■ **REQUIRED WORK**
The answer must be every line of the data that holds the word "ValidatedSubmission".

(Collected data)
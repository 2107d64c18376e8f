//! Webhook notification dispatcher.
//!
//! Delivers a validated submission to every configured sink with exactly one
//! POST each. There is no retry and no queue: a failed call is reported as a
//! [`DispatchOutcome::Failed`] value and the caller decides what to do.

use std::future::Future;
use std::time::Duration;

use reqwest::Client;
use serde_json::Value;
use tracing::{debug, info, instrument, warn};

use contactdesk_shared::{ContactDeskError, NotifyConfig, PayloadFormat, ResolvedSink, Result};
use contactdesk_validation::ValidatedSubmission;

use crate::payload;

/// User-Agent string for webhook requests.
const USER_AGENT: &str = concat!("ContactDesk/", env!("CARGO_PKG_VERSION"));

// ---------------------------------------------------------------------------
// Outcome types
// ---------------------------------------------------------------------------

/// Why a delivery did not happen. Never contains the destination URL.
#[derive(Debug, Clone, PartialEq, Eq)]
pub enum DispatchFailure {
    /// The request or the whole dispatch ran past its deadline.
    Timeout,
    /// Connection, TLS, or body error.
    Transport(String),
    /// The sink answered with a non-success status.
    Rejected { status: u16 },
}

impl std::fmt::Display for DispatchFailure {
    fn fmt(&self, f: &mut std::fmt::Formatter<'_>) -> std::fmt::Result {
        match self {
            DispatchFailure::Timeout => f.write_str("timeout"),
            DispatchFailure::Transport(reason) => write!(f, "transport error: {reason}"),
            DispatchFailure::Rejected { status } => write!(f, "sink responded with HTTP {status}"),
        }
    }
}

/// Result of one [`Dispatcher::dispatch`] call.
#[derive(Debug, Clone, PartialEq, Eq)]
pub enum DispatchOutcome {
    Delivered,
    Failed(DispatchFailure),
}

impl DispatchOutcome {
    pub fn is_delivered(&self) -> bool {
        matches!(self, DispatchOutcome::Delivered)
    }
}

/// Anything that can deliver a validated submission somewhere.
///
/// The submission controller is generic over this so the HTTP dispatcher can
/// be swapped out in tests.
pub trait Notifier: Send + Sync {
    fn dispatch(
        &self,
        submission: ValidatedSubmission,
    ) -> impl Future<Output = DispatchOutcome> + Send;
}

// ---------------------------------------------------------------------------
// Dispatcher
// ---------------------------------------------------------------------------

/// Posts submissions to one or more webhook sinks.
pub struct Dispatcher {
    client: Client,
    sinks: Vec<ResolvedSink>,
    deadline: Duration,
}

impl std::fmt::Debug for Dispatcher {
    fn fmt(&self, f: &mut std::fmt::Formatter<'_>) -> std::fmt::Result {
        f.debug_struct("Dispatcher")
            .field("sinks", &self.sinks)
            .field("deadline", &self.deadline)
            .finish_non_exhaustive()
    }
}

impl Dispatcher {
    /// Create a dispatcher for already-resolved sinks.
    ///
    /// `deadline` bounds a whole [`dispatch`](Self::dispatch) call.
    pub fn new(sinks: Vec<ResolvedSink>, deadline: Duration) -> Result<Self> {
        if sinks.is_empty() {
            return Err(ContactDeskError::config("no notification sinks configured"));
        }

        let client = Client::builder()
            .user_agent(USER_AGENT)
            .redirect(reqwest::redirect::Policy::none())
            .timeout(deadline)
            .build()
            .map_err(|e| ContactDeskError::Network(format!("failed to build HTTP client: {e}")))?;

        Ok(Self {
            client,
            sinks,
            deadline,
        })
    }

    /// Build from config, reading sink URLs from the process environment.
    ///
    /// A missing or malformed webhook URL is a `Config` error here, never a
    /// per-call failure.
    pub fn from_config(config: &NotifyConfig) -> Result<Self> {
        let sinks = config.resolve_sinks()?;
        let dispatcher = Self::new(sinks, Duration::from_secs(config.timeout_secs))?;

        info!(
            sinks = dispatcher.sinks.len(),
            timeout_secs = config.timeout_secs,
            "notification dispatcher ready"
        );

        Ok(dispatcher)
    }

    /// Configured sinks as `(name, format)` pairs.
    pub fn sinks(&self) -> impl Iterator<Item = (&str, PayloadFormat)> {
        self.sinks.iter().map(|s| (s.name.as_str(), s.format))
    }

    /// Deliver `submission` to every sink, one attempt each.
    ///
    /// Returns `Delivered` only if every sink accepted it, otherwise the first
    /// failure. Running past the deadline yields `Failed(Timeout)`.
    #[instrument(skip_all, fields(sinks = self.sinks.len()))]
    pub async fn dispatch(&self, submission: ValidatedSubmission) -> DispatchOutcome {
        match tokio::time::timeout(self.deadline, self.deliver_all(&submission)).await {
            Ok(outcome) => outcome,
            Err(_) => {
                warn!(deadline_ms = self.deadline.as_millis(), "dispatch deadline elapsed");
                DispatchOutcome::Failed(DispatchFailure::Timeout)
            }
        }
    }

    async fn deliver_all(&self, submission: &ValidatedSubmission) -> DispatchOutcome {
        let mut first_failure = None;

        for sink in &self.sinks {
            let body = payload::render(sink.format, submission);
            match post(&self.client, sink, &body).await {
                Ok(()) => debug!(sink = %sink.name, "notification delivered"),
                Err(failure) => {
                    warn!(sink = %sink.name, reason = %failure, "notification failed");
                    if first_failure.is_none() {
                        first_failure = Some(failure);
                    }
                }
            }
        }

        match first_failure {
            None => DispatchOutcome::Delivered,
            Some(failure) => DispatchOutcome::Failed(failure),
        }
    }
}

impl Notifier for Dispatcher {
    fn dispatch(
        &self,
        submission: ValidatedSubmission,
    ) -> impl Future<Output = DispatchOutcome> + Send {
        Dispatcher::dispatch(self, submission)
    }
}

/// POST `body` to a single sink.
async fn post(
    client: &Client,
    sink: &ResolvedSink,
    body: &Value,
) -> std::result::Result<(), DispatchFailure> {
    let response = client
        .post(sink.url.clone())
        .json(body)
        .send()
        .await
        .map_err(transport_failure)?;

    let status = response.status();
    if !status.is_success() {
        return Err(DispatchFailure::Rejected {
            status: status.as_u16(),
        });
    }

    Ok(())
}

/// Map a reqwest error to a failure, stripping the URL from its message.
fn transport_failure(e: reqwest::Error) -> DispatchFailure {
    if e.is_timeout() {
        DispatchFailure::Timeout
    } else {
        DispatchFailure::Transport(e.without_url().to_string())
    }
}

■ **RESPONSE AREA**
use contactdesk_validation::ValidatedSubmission;
        submission: ValidatedSubmission,
    pub async fn dispatch(&self, submission: ValidatedSubmission) -> DispatchOutcome {
    async fn deliver_all(&self, submission: &ValidatedSubmission) -> DispatchOutcome {
        submission: ValidatedSubmission,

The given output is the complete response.